Her yazar içinde yaşadığı toplumdan ve şehirden beslenir. Daha önce İstanbul'a gelmediniz ama hayal ettiğiniz kadarıyla, siz İstanbul'da yaşayan bir yazar olsaydınız sizce hikayenizde ne tür farklılıklar olurdu?
Kuşkusuz mekanlarda, çevrede, sokaklarda, binalarda, evlerde farklılıklar olurdu. Ama bunlar yalnızca unsurlar ve maddi şeyler. Yani İstanbul’da yaşayan bir yazar olsaydım da hikayenin aynı kalacağına inanmak istiyorum.
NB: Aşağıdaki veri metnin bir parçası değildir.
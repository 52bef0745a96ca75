use thiserror::Error;

use crate::model::channel::ChannelId;

#[derive(Error, Debug)]
pub enum SyncError {
    #[error("Failed to parse message: {0}")]
    Parse(String),

    #[error("Snapshot unavailable for {channel}: {reason}")]
    SnapshotUnavailable { channel: ChannelId, reason: String },

    #[error("Transport lost: {0}")]
    TransportLost(String),

    #[error("Gave up after {attempts} consecutive failed attempts")]
    PersistentFailure { attempts: u32 },

    #[error("Handshake rejected with HTTP 429")]
    RateLimited,

    #[error("WebSocket error: {0}")]
    Socket(#[from] tokio_tungstenite::tungstenite::Error),

    #[error("HTTP error: {0}")]
    Http(#[from] reqwest::Error),

    #[error("Invalid JSON: {0}")]
    Json(#[from] serde_json::Error),

    #[error("Invalid URL")]
    Url(#[from] url::ParseError),

    #[error("Internal channel closed")]
    ChannelClosed,
}

impl SyncError {
    pub(crate) fn parse(reason: impl Into<String>) -> Self {
        Self::Parse(reason.into())
    }

    pub(crate) fn snapshot(channel: &ChannelId, reason: impl ToString) -> Self {
        Self::SnapshotUnavailable {
            channel: channel.clone(),
            reason: reason.to_string(),
        }
    }
}
//! Physical transport abstraction and its WebSocket implementation.

use async_trait::async_trait;
use futures::{SinkExt, StreamExt};
use tokio::net::TcpStream;
use tokio_tungstenite::tungstenite::{self, Message};
use tokio_tungstenite::{connect_async, MaybeTlsStream, WebSocketStream};
use tracing::debug;
use url::Url;

use crate::error::SyncError;

type WsStream = WebSocketStream<MaybeTlsStream<TcpStream>>;

/// One inbound frame as seen by the session.
#[derive(Debug, Clone, PartialEq, Eq)]
pub enum Inbound {
    Text(String),
    /// Ping/pong/binary traffic. Only proves the link is alive.
    Control,
}

/// Dials the push source.
#[async_trait]
pub trait Connector: Send + Sync + 'static {
    async fn connect(&self, url: &Url) -> Result<Box<dyn Link>, SyncError>;
}

/// An open connection.
#[async_trait]
pub trait Link: Send {
    /// Next inbound frame; `None` once the peer has gone away.
    async fn recv(&mut self) -> Option<Result<Inbound, SyncError>>;

    async fn send(&mut self, text: String) -> Result<(), SyncError>;

    /// Best-effort close handshake.
    async fn close(&mut self);
}

/// Connects with `tokio-tungstenite`.
#[derive(Debug, Default, Clone, Copy)]
pub struct WsConnector;

#[async_trait]
impl Connector for WsConnector {
    async fn connect(&self, url: &Url) -> Result<Box<dyn Link>, SyncError> {
        match connect_async(url.as_str()).await {
            Ok((stream, response)) => {
                debug!("Handshake complete ({})", response.status());
                Ok(Box::new(WsLink { stream }))
            }
            Err(tungstenite::Error::Http(response)) if response.status().as_u16() == 429 => {
                Err(SyncError::RateLimited)
            }
            Err(e) => Err(e.into()),
        }
    }
}

pub struct WsLink {
    stream: WsStream,
}

#[async_trait]
impl Link for WsLink {
    async fn recv(&mut self) -> Option<Result<Inbound, SyncError>> {
        match self.stream.next().await? {
            Ok(Message::Text(text)) => Some(Ok(Inbound::Text(text.to_string()))),
            // tungstenite queues the pong reply for pings on its own
            Ok(Message::Close(frame)) => {
                debug!("Close frame received: {:?}", frame);
                None
            }
            Ok(_) => Some(Ok(Inbound::Control)),
            Err(e) => Some(Err(e.into())),
        }
    }

    async fn send(&mut self, text: String) -> Result<(), SyncError> {
        self.stream.send(Message::Text(text.into())).await?;
        Ok(())
    }

    async fn close(&mut self) {
        if let Err(e) = self.stream.close(None).await {
            debug!("Close handshake failed: {}", e);
        }
    }
}
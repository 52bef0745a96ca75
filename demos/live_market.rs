//! Live market monitor - seeds a market from the relay backend and prints
//! every update as it arrives.
//!
//! Usage: cargo run --example live_market -- <condition_id> [more ids...]
//! Endpoints and limits come from MARKET_SYNC_* environment variables.

use std::env;
use std::time::Duration;

use market_sync::{ChannelId, EventPayload, Notification, SyncClient, SyncConfig};
use tracing_subscriber::EnvFilter;

fn describe(notification: &Notification) -> String {
    match notification {
        Notification::Seeded(events) => format!("seeded with {} event(s)", events.len()),
        Notification::Closed => "closed".to_string(),
        Notification::Event(event) => match &event.payload {
            EventPayload::Book(book) => {
                format!("book: {} bids / {} asks", book.buys.len(), book.sells.len())
            }
            EventPayload::PriceChange(change) => format!(
                "price change: bid {:?} ask {:?}",
                change.best_bid(),
                change.best_ask()
            ),
            EventPayload::TickSizeChange(tick) => {
                format!("tick size {} -> {}", tick.old_tick_size, tick.new_tick_size)
            }
            EventPayload::TweetReceived(tweet) => format!("@{}: {}", tweet.username, tweet.text),
            EventPayload::TradeExecuted(trade) => format!("executed on {}", trade.market_name),
            EventPayload::TradeSkipped(trade) => format!("skipped {}", trade.market_name),
            EventPayload::Unknown { tag, .. } => format!("unrecognized {:?}", tag),
        },
    }
}

#[tokio::main]
async fn main() -> Result<(), Box<dyn std::error::Error>> {
    rustls::crypto::ring::default_provider().install_default().ok();

    tracing_subscriber::fmt()
        .with_env_filter(
            EnvFilter::try_from_default_env().unwrap_or_else(|_| EnvFilter::new("info")),
        )
        .init();

    let markets: Vec<String> = env::args().skip(1).collect();
    if markets.is_empty() {
        eprintln!("usage: live_market <condition_id> [more ids...]");
        std::process::exit(2);
    }

    let config = SyncConfig::from_env();
    println!("=== Live Market Monitor ===");
    println!("Feed:      {}", config.endpoint);
    println!("Snapshots: {}\n", config.snapshot_base_url);

    let mut client = SyncClient::connect(config).await?;
    let mut failures = client.failures().ok_or("failure stream already taken")?;

    let mut handles = Vec::new();
    for market in &markets {
        let channel = ChannelId::market(market.as_str());
        let label = channel.clone();
        handles.push(client.subscribe(channel, move |n| println!("[{}] {}", label, describe(n)))?);
    }
    handles.push(client.subscribe(ChannelId::trades(), |n| println!("[trades] {}", describe(n)))?);

    let mut status = tokio::time::interval(Duration::from_secs(30));
    loop {
        tokio::select! {
            _ = tokio::signal::ctrl_c() => {
                println!("\nShutting down...");
                break;
            }
            Some(signal) = failures.recv() => {
                eprintln!("!! {} - retrying in 10s", signal);
                tokio::time::sleep(Duration::from_secs(10)).await;
                client.retry()?;
            }
            _ = status.tick() => {
                for handle in &handles {
                    if let Some(info) = client.channel_info(handle.channel()) {
                        println!(
                            "-- {} [{}]: {}/{} events, loaded={}, last={}",
                            info.channel,
                            client.session_state(),
                            info.len,
                            info.capacity,
                            info.snapshot_loaded,
                            info.last_applied_timestamp
                        );
                    }
                }
            }
        }
    }

    for handle in &handles {
        client.unsubscribe(handle);
    }
    client.close();
    Ok(())
}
"Kadın" olmanın sizce yaşanılan coğrafyaya göre ne tür farklıları vardır? İsveç'te yaşayan bir kadın olarak kendi ülkenizdeki kadına bakıştan biraz bahseder misiniz?
Evet, bence İsveç’te kendi hayatlarının ve toplumsal hayatın şekillenmesinde kadınlar erkeklerle eşit haklara sahip. Daha yapılacak şeyler olmasına rağmen kadın ve erkek eşit. Ben de bu toplumsal durumu, Mia Bolander karakteriyle ilgili yazarken kullandım.
İtalyan yazar Umberto Eco'nun bir romanında “Kitaplar her zaman başka bir kitaptan bahseder ve her bir hikaye daha önce anlatılmış olan bir hikayeyi anlatır” cümlesi geçer. Bu görüşe katılıyor musunuz? Sizi en çok etkileyen kitap hangisidir?
Evet, bu düşünceye katılıyorum. Bir kitabı okurken dünyaya o yazarın gözünden bakarsınız. Benim ilham aldığım bir kitap değil seri vardı: İsveçli yazar Stieg Larsson’un İsveç’in en çok okunan suç romanlarından olan Millenium serisi.
İlk kitabınız Marked for Life (Silinmeyen) 20'den fazla ülkede yayımlandı. Önümüzdeki günlerde kitabınız Zodyak Kitap etiketiyle Türkiye’deki okurlarınızla buluşacak. Bir yazar olarak, dünyanın farklı yerlerinde, farklı dillerde okunuyor olmakla ilgili duygu ve düşüncelerinizi paylaşır mısınız?
Yeni ülkeleri görme, keşfetme fırsatı sahip olduğum için çok şanslıyım. Bu kesinlikle harika bir şey ve dört yıl önce evimde yazdığım bu hikayenin şimdi Almanya’dan Japonya’ya dünyanın birçok ülkesinde, şimdi de Türkiye’de okunması inanılmaz. Gerçekten çok mutluyum.